Background: Alzheimers disease (AD) has challenged single-target therapeutic strategies, raising the possibility that combined therapies may offer a more effective treatment strategy. Objective: There is substantial evidence for the efficacy of leptin (L) (neuroprotective hormone) and pioglitazone (P) (anti-inflammatory agent) as monotherapies in AD. We have previouly shown that combination treatment of L+P in APP/PS1 mice at the onset of pathology significantly improved memory and reduced brain Abeta levels relative to control mice. In this new study, we sought to replicate our previous findings in a new cohort of APP/PS1 mouse to further confirm whether the combined treatment of L+P is superior to each treatment individually. Methods: We have re-evaluated the effects of L+P co-treatment in APP/PS1 mice using thioflavin-S staining, MOAbeta immunolabeling and enzyme-linked immunosorbent assay (ELISA) to examine effects on Abeta levels and pathology, relative to animals that received L or P individually.
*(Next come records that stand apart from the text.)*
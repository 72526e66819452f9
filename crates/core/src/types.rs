//! Small newtype wrappers around `String` for the system's distinct
//! identifier kinds, so a `Fingerprint` and a `RouteId` can't be swapped
//! by accident at a call site.

use std::fmt;

use serde::{Deserialize, Serialize};

macro_rules! newtype_string {
    ($name:ident, $doc:expr) => {
        #[doc = $doc]
        #[derive(Debug, Clone, PartialEq, Eq, PartialOrd, Ord, Hash, Serialize, Deserialize)]
        #[serde(transparent)]
        pub struct $name(String);

        impl $name {
            #[must_use]
            pub fn new(value: impl Into<String>) -> Self {
                Self(value.into())
            }

            #[must_use]
            pub fn as_str(&self) -> &str {
                &self.0
            }
        }

        impl fmt::Display for $name {
            fn fmt(&self, f: &mut fmt::Formatter<'_>) -> fmt::Result {
                f.write_str(&self.0)
            }
        }

        impl From<String> for $name {
            fn from(s: String) -> Self {
                Self(s)
            }
        }

        impl From<&str> for $name {
            fn from(s: &str) -> Self {
                Self(s.to_owned())
            }
        }

        impl std::ops::Deref for $name {
            type Target = str;

            fn deref(&self) -> &str {
                &self.0
            }
        }

        impl AsRef<str> for $name {
            fn as_ref(&self) -> &str {
                &self.0
            }
        }
    };
}

newtype_string!(Fingerprint, "Stable identity hash of an alert's label set.");
newtype_string!(ReceiverName, "Name of a configured receiver (bundle of notifier integrations).");
newtype_string!(RouteId, "Stable identifier of a route tree node, derived from its position.");
newtype_string!(GroupKey, "Key identifying an aggregation group: the alert's labels projected onto a route's `group_by`.");

#[cfg(test)]
mod tests {
    use super::*;

    #[test]
    fn newtype_display_and_deref() {
        let fp = Fingerprint::new("abc123");
        assert_eq!(fp.as_str(), "abc123");
        assert_eq!(&*fp, "abc123");
        assert_eq!(fp.to_string(), "abc123");
    }
}
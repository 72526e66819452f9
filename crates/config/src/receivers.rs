use relaymux_notify::{EmailConfig, SlackConfig, WebhookConfig};
use serde::{Deserialize, Serialize};

/// One concrete integration bound to a receiver, plus whether it wants
/// resolved-alert notifications. Mirrors the `Notifier` /
/// `ResolvedSender` capability split: the pipeline decides whether to
/// send at all, this just says whether an empty firing set with only
/// resolved alerts left still counts as "send".
#[derive(Debug, Clone, Serialize, Deserialize)]
#[serde(tag = "type", rename_all = "snake_case")]
pub enum IntegrationConfig {
    Webhook {
        #[serde(flatten)]
        config: WebhookConfig,
        #[serde(default)]
        send_resolved: bool,
    },
    Slack {
        #[serde(flatten)]
        config: SlackConfig,
        #[serde(default)]
        send_resolved: bool,
    },
    Email {
        #[serde(flatten)]
        config: EmailConfig,
        #[serde(default)]
        send_resolved: bool,
    },
    Log {
        #[serde(default)]
        send_resolved: bool,
    },
}

impl IntegrationConfig {
    #[must_use]
    pub fn send_resolved(&self) -> bool {
        match self {
            Self::Webhook { send_resolved, .. }
            | Self::Slack { send_resolved, .. }
            | Self::Email { send_resolved, .. }
            | Self::Log { send_resolved } => *send_resolved,
        }
    }

    #[must_use]
    pub fn kind(&self) -> &'static str {
        match self {
            Self::Webhook { .. } => "webhook",
            Self::Slack { .. } => "slack",
            Self::Email { .. } => "email",
            Self::Log { .. } => "log",
        }
    }
}

/// A named set of integrations. A route's `receiver` field names one of
/// these by `name`; every integration it lists is invoked on flush.
#[derive(Debug, Clone, Serialize, Deserialize)]
pub struct ReceiverConfig {
    pub name: String,
    #[serde(default)]
    pub integrations: Vec<IntegrationConfig>,
}

#[cfg(test)]
mod tests {
    use super::*;

    #[test]
    fn webhook_integration_round_trips_through_toml() {
        let toml_src = r#"
            type = "webhook"
            url = "https://example.com/hook"
            send_resolved = true
        "#;
        let integration: IntegrationConfig = toml::from_str(toml_src).unwrap();
        assert!(integration.send_resolved());
        assert_eq!(integration.kind(), "webhook");
    }

    #[test]
    fn log_integration_defaults_send_resolved_to_false() {
        let integration: IntegrationConfig = toml::from_str(r#"type = "log""#).unwrap();
        assert!(!integration.send_resolved());
    }
}
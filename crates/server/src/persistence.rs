//! Durable snapshots for silences and the notification log: each is a
//! length-prefixed sequence of JSON entries with a trailing SHA-256
//! checksum, written via the write-temp-then-rename pattern so a crash
//! mid-write never leaves a half-written file in place of the last good
//! one.

use std::path::{Path, PathBuf};

use sha2::{Digest, Sha256};
use thiserror::Error;

use relaymux_nflog::{NflogError, NflogStore};
use relaymux_silence::{SilenceError, SilenceStore};

const CHECKSUM_LEN: usize = 32;

#[derive(Debug, Error)]
pub enum PersistenceError {
    #[error("io error: {0}")]
    Io(#[from] std::io::Error),

    #[error("serialization error: {0}")]
    Serialization(#[from] serde_json::Error),

    #[error("snapshot corrupt: {0}")]
    Corruption(String),

    #[error(transparent)]
    Silence(#[from] SilenceError),

    #[error(transparent)]
    Nflog(#[from] NflogError),
}

/// Where the two snapshot files live. `None` disables persistence
/// entirely -- state lives only in the configured [`StateStore`] for
/// the life of the process, same as before this module existed.
///
/// [`StateStore`]: relaymux_state::StateStore
#[derive(Clone)]
pub struct SnapshotPaths {
    pub silences: PathBuf,
    pub nflog: PathBuf,
}

impl SnapshotPaths {
    #[must_use]
    pub fn in_dir(dir: &Path) -> Self {
        Self { silences: dir.join("silences.snapshot"), nflog: dir.join("nflog.snapshot") }
    }
}

/// Encode `items` as a length-prefixed sequence followed by a SHA-256
/// checksum of everything before it, and write the result atomically.
fn write_snapshot<T: serde::Serialize>(path: &Path, items: &[T]) -> Result<(), PersistenceError> {
    let mut body = Vec::new();
    for item in items {
        let encoded = serde_json::to_vec(item)?;
        body.extend_from_slice(&u32::try_from(encoded.len()).unwrap_or(u32::MAX).to_le_bytes());
        body.extend_from_slice(&encoded);
    }
    let mut hasher = Sha256::new();
    hasher.update(&body);
    let checksum = hasher.finalize();

    let temp_path = path.with_extension("tmp");
    if let Some(parent) = path.parent() {
        std::fs::create_dir_all(parent)?;
    }
    {
        use std::io::Write;
        let mut file = std::fs::File::create(&temp_path)?;
        file.write_all(&body)?;
        file.write_all(&checksum)?;
        file.sync_all()?;
    }
    std::fs::rename(&temp_path, path)?;
    Ok(())
}

/// Decode a file written by [`write_snapshot`]. Returns an empty list if
/// the file does not exist yet (first run). A checksum mismatch or
/// truncated framing is reported as [`PersistenceError::Corruption`];
/// the caller is expected to discard the snapshot and start empty, per
/// this project's corruption-handling policy.
fn load_snapshot<T: serde::de::DeserializeOwned>(path: &Path) -> Result<Vec<T>, PersistenceError> {
    if !path.exists() {
        return Ok(Vec::new());
    }
    let data = std::fs::read(path)?;
    if data.len() < CHECKSUM_LEN {
        return Err(PersistenceError::Corruption(format!("{} is shorter than a checksum", path.display())));
    }
    let (body, checksum) = data.split_at(data.len() - CHECKSUM_LEN);
    let mut hasher = Sha256::new();
    hasher.update(body);
    if hasher.finalize().as_slice() != checksum {
        return Err(PersistenceError::Corruption(format!("checksum mismatch in {}", path.display())));
    }

    let mut items = Vec::new();
    let mut offset = 0;
    while offset < body.len() {
        let Some(len_bytes) = body.get(offset..offset + 4) else {
            return Err(PersistenceError::Corruption("truncated length prefix".into()));
        };
        let len = u32::from_le_bytes(len_bytes.try_into().unwrap()) as usize;
        offset += 4;
        let Some(payload) = body.get(offset..offset + len) else {
            return Err(PersistenceError::Corruption("truncated entry payload".into()));
        };
        items.push(serde_json::from_slice(payload)?);
        offset += len;
    }
    Ok(items)
}

/// Write the current silence and notify-log state to `paths`. Runs on a
/// blocking thread since the snapshot can be arbitrarily large and this
/// is called from the periodic scheduler loop alongside other async work.
///
/// # Errors
///
/// Returns a [`PersistenceError`] on a store read failure or if the
/// write-rename sequence fails.
pub async fn persist(silences: &SilenceStore, nflog: &NflogStore, paths: &SnapshotPaths) -> Result<(), PersistenceError> {
    let silence_dump = silences.snapshot().await?;
    let nflog_dump = nflog.snapshot().await?;
    let paths = paths.clone();
    tokio::task::spawn_blocking(move || {
        write_snapshot(&paths.silences, &silence_dump)?;
        write_snapshot(&paths.nflog, &nflog_dump)
    })
    .await
    .map_err(|e| PersistenceError::Corruption(format!("snapshot writer task panicked: {e}")))??;
    Ok(())
}

/// Load whatever snapshots exist at `paths` into `silences`/`nflog`. Meant
/// to run once at startup, before the scheduler or any request handler
/// can observe a partially restored store. A corrupt snapshot is logged
/// and skipped rather than treated as a fatal startup error -- the node
/// starts empty and re-converges from its peers (or from scratch, on a
/// single-node deployment).
pub async fn restore(silences: &SilenceStore, nflog: &NflogStore, paths: &SnapshotPaths) {
    match load_snapshot(&paths.silences) {
        Ok(dump) => {
            let count = dump.len();
            if let Err(err) = silences.restore(dump).await {
                tracing::warn!(error = %err, "failed to restore silence snapshot");
            } else if count > 0 {
                tracing::info!(count, "restored silences from snapshot");
            }
        }
        Err(err) => tracing::warn!(error = %err, "discarding silence snapshot"),
    }

    match load_snapshot(&paths.nflog) {
        Ok(dump) => {
            let count = dump.len();
            if let Err(err) = nflog.restore(dump).await {
                tracing::warn!(error = %err, "failed to restore notify-log snapshot");
            } else if count > 0 {
                tracing::info!(count, "restored notify-log entries from snapshot");
            }
        }
        Err(err) => tracing::warn!(error = %err, "discarding notify-log snapshot"),
    }
}

#[cfg(test)]
mod tests {
    use std::sync::Arc;

    use relaymux_core::Matcher;
    use relaymux_state_memory::MemoryStateStore;

    use super::*;

    #[test]
    fn write_then_load_round_trips() {
        let dir = std::env::temp_dir().join(format!("relaymux-persistence-test-{:?}", std::thread::current().id()));
        std::fs::create_dir_all(&dir).unwrap();
        let path = dir.join("entries.snapshot");

        write_snapshot(&path, &["alpha".to_string(), "beta".to_string()]).unwrap();
        let loaded: Vec<String> = load_snapshot(&path).unwrap();
        assert_eq!(loaded, vec!["alpha".to_string(), "beta".to_string()]);

        std::fs::remove_dir_all(&dir).ok();
    }

    #[test]
    fn missing_file_loads_as_empty() {
        let path = std::env::temp_dir().join("relaymux-persistence-missing.snapshot");
        std::fs::remove_file(&path).ok();
        let loaded: Vec<String> = load_snapshot(&path).unwrap();
        assert!(loaded.is_empty());
    }

    #[test]
    fn corrupted_checksum_is_rejected() {
        let dir = std::env::temp_dir().join(format!("relaymux-persistence-corrupt-{:?}", std::thread::current().id()));
        std::fs::create_dir_all(&dir).unwrap();
        let path = dir.join("entries.snapshot");

        write_snapshot(&path, &["alpha".to_string()]).unwrap();
        let mut data = std::fs::read(&path).unwrap();
        let last = data.len() - 1;
        data[last] ^= 0xFF;
        std::fs::write(&path, data).unwrap();

        let result: Result<Vec<String>, _> = load_snapshot(&path);
        assert!(matches!(result, Err(PersistenceError::Corruption(_))));

        std::fs::remove_dir_all(&dir).ok();
    }

    #[tokio::test]
    async fn persist_then_restore_round_trips_through_disk() {
        let dir = std::env::temp_dir().join(format!("relaymux-persistence-e2e-{:?}", std::thread::current().id()));
        std::fs::remove_dir_all(&dir).ok();
        let paths = SnapshotPaths::in_dir(&dir);

        let silences = SilenceStore::new(Arc::new(MemoryStateStore::new()) as Arc<dyn relaymux_state::StateStore>);
        let nflog = NflogStore::new(Arc::new(MemoryStateStore::new()) as Arc<dyn relaymux_state::StateStore>);

        let now = chrono::Utc::now();
        silences
            .create(vec![Matcher::equal("env", "staging")], now, now + chrono::Duration::hours(1), "op", "maint")
            .await
            .unwrap();
        nflog
            .log(
                &relaymux_core::nflog::NflogKey::new(relaymux_core::ReceiverName::new("default"), relaymux_core::GroupKey::new("g1")),
                vec!["fp1".into()],
                vec![],
                chrono::Duration::hours(1),
            )
            .await
            .unwrap();

        persist(&silences, &nflog, &paths).await.unwrap();

        let fresh_silences = SilenceStore::new(Arc::new(MemoryStateStore::new()) as Arc<dyn relaymux_state::StateStore>);
        let fresh_nflog = NflogStore::new(Arc::new(MemoryStateStore::new()) as Arc<dyn relaymux_state::StateStore>);
        restore(&fresh_silences, &fresh_nflog, &paths).await;

        assert_eq!(fresh_silences.list().await.unwrap().len(), 1);
        assert_eq!(fresh_nflog.snapshot().await.unwrap().len(), 1);

        std::fs::remove_dir_all(&dir).ok();
    }
}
To explore mechanism of regulation, we used Western blotting to examine the expression of the peroxisome-proliferator activated receptor gamma (PPARgamma), due to its potential role in the regulation of the inflammatory response. Results: We demonstrated that combining L and P significantly enhances the anti-Abeta effect of L or P in the hippocampus of APP/PS1 mice. Western blot analysis indicated that Abeta reduction was accompanied by up-regulation of the PPARgamma levels. Conclusion: Our findings suggest that combining L and P significantly enhances the anti-Abeta effect of L or P in the hippocampus of APP/PS1 mice, and may be a potential new effective strategy for AD therapy.

Competing Interest Statement

The authors have declared no competing interest.